====== The data ======
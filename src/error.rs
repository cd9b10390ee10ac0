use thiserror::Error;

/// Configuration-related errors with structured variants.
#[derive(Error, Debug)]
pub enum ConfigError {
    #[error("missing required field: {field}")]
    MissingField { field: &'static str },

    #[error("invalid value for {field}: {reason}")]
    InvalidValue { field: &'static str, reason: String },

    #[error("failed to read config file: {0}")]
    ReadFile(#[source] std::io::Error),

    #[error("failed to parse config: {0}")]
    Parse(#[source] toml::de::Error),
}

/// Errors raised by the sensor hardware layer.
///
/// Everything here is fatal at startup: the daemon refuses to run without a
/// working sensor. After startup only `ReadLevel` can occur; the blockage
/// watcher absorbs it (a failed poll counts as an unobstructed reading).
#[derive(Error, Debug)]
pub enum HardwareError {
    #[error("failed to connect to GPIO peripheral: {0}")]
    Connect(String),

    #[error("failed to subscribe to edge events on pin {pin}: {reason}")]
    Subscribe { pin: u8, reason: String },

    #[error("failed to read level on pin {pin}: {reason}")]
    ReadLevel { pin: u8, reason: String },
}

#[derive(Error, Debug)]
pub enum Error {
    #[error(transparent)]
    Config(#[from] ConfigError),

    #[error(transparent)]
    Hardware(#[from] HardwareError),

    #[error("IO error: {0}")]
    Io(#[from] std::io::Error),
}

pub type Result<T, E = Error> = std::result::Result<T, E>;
======
====== The data ======
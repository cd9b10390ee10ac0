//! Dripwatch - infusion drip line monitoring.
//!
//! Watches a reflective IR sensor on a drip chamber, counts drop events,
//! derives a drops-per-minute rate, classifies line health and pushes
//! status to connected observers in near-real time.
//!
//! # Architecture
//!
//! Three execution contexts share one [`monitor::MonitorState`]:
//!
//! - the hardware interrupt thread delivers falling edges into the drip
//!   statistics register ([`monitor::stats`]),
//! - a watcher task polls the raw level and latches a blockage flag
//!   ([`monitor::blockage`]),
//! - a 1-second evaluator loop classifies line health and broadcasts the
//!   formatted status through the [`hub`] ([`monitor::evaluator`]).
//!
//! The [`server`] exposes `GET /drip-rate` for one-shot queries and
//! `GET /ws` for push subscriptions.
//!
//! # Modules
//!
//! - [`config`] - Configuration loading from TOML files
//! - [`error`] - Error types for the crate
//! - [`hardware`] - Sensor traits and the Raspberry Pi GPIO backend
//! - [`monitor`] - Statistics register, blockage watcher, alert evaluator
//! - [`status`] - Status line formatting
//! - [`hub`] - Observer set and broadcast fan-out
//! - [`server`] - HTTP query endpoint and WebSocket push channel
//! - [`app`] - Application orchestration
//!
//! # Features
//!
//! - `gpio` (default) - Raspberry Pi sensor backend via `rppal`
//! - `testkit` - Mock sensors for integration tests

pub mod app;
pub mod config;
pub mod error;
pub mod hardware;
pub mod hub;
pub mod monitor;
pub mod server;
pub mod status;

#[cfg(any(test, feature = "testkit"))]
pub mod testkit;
======
Brief:
The lines holding the word "String" are the answer. Find them in the entries and copy them.

Solution to this exercise:
    InvalidValue { field: &'static str, reason: String },
    Connect(String),
    Subscribe { pin: u8, reason: String },
    ReadLevel { pin: u8, reason: String },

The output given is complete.